[Task prompt] Repeat the lines from the line with "serialization operation failed." to the line with "must either be" in the listing below, keeping both end lines and adding nothing.

[Data to process]
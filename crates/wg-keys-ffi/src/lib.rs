//! wg-keys C FFI bindings.
//!
//! Provides a C-compatible API for key pair generation, public key
//! derivation, and preshared key generation.
//!
#![allow(clippy::doc_overindented_list_items)]
//! # Memory contract
//!
//! - All `*mut c_char` output strings are heap-allocated via [`CString`] and
//!   **must** be freed by the caller using [`wgk_free_string`].
//! - The static string returned by [`wgk_version`] is baked into the binary;
//!   it must **not** be freed.
//!
//! # Error codes
//!
//! | Constant                | Value | Meaning                               |
//! |-------------------------|-------|---------------------------------------|
//! | `WGK_OK`                | 0     | Success                               |
//! | `WGK_ERR_NULL_PTR`      | -1    | A required pointer was null           |
//! | `WGK_ERR_INVALID_UTF8`  | -2    | A string was not valid UTF-8          |
//! | `WGK_ERR_INVALID_KEY`   | -3    | Key text was not a valid 32-byte key  |
//! | `WGK_ERR_ENTROPY`       | -4    | The OS random source failed           |
//! | `WGK_ERR_SERIALIZATION` | -5    | JSON serialization failure            |
//!
//! [`wgk_generate_key_pair`] reports a bad private key inside its JSON body
//! (`{"error": ...}`) and still returns `WGK_OK`, so C callers branch on the
//! body the same way browser callers do.

use std::ffi::{CStr, CString};
use std::os::raw::c_char;

use wg_keys::{generate_key_pair, generate_pre_key, KeyError, KeyPairResponse};

// ── Error codes ───────────────────────────────────────────────────────────────

/// Success.
pub const WGK_OK: i32 = 0;
/// A required pointer argument was null.
pub const WGK_ERR_NULL_PTR: i32 = -1;
/// A string argument contained invalid UTF-8.
pub const WGK_ERR_INVALID_UTF8: i32 = -2;
/// Key text did not decode to exactly 32 bytes.
pub const WGK_ERR_INVALID_KEY: i32 = -3;
/// The secure random source could not produce bytes.
pub const WGK_ERR_ENTROPY: i32 = -4;
/// A JSON serialization operation failed.
pub const WGK_ERR_SERIALIZATION: i32 = -5;

// ── Internal helpers ──────────────────────────────────────────────────────────

/// Convert a `*const c_char` to a `&str`, returning an error code on failure.
///
/// # Safety
///
/// `ptr` must either be null (handled gracefully) or point to a valid,
/// null-terminated C string that remains valid for the duration of `'a`.
unsafe fn cstr_to_str<'a>(ptr: *const c_char) -> Result<&'a str, i32> {
    if ptr.is_null() {
        return Err(WGK_ERR_NULL_PTR);
    }
    CStr::from_ptr(ptr)
        .to_str()
        .map_err(|_| WGK_ERR_INVALID_UTF8)
}

/// Allocate a `CString` and write it into `*out`.
///
/// # Safety
///
/// `out` must be non-null.
unsafe fn write_string_out(s: String, out: *mut *mut c_char) -> i32 {
    if out.is_null() {
        return WGK_ERR_NULL_PTR;
    }
    match CString::new(s) {
        Ok(cs) => {
            *out = cs.into_raw();
            WGK_OK
        }
        Err(_) => WGK_ERR_SERIALIZATION,
    }
}

/// Map a [`KeyError`] to one of the `WGK_ERR_*` constants.
fn map_error(e: &KeyError) -> i32 {
    match e {
        KeyError::EntropyFailure(_) => {
            log::error!("{e}");
            WGK_ERR_ENTROPY
        }
        KeyError::InvalidEncoding(_)
        | KeyError::InvalidLength(_)
        | KeyError::InvalidField { .. } => WGK_ERR_INVALID_KEY,
        KeyError::InvalidConfig { .. } => WGK_ERR_SERIALIZATION,
    }
}

// ── Version ───────────────────────────────────────────────────────────────────

/// Return the library version string as a null-terminated C string.
///
/// The caller **must not** free this pointer.
#[no_mangle]
pub extern "C" fn wgk_version() -> *const c_char {
    static VERSION: &[u8] = concat!(env!("CARGO_PKG_VERSION"), "\0").as_bytes();
    VERSION.as_ptr() as *const c_char
}

// ── Keys ──────────────────────────────────────────────────────────────────────

/// Generate a key pair, or derive the public key of `private_key`.
///
/// # Parameters
///
/// - `private_key` — base64 private key; pass `NULL` to generate a new one.
/// - `json_out`    — on `WGK_OK`, receives `{"private":...,"public":...}` or
///                   `{"error":...}` as an owned string that the caller must
///                   free with [`wgk_free_string`].
///
/// # Returns
///
/// `WGK_OK` whenever a JSON body was written, including decode failures;
/// `WGK_ERR_ENTROPY` if generation could not draw random bytes.
///
/// # Safety
///
/// `json_out` must be non-null. `private_key` may be null.
#[no_mangle]
pub unsafe extern "C" fn wgk_generate_key_pair(
    private_key: *const c_char, // nullable
    json_out: *mut *mut c_char,
) -> i32 {
    let existing = if private_key.is_null() {
        None
    } else {
        match cstr_to_str(private_key) {
            Ok(s) => Some(s),
            Err(e) => return e,
        }
    };

    if json_out.is_null() {
        return WGK_ERR_NULL_PTR;
    }

    let response = match generate_key_pair(existing) {
        Ok(r) => r,
        Err(e) => return map_error(&e),
    };

    match response.to_json() {
        Ok(json) => write_string_out(json, json_out),
        Err(_) => WGK_ERR_SERIALIZATION,
    }
}

/// Derive the base64 public key for a base64 private key.
///
/// # Returns
///
/// `WGK_OK` on success, `WGK_ERR_INVALID_KEY` if `private_key` does not
/// decode to 32 bytes.
///
/// # Safety
///
/// Both pointers must be non-null; `private_key` must be a valid C string.
#[no_mangle]
pub unsafe extern "C" fn wgk_public_key(
    private_key: *const c_char,
    public_out: *mut *mut c_char,
) -> i32 {
    let text = match cstr_to_str(private_key) {
        Ok(s) => s,
        Err(e) => return e,
    };

    if public_out.is_null() {
        return WGK_ERR_NULL_PTR;
    }

    match generate_key_pair(Some(text)) {
        Ok(KeyPairResponse::Pair { public, .. }) => write_string_out(public, public_out),
        Ok(KeyPairResponse::Failure { .. }) => WGK_ERR_INVALID_KEY,
        Err(e) => map_error(&e),
    }
}

/// Generate a base64 preshared key into `*key_out`.
///
/// # Safety
///
/// `key_out` must be non-null.
#[no_mangle]
pub unsafe extern "C" fn wgk_generate_pre_key(key_out: *mut *mut c_char) -> i32 {
    if key_out.is_null() {
        return WGK_ERR_NULL_PTR;
    }
    match generate_pre_key() {
        Ok(psk) => write_string_out(psk, key_out),
        Err(e) => map_error(&e),
    }
}

// ── Memory ────────────────────────────────────────────────────────────────────

/// Free a string previously returned by one of the `wgk_*` functions.
///
/// Passing `NULL` is a no-op.
///
/// # Safety
///
/// `s` must be either null or a pointer that was returned by one of the
/// `wgk_*` functions in this crate and that has not already been freed.
#[no_mangle]
pub unsafe extern "C" fn wgk_free_string(s: *mut c_char) {
    if !s.is_null() {
        drop(CString::from_raw(s));
    }
}

// ── Tests ─────────────────────────────────────────────────────────────────────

[Answer area]
/// A JSON serialization operation failed.
pub const WGK_ERR_SERIALIZATION: i32 = -5;

// ── Internal helpers ──────────────────────────────────────────────────────────

/// Convert a `*const c_char` to a `&str`, returning an error code on failure.
///
/// # Safety
///
/// `ptr` must either be null (handled gracefully) or point to a valid,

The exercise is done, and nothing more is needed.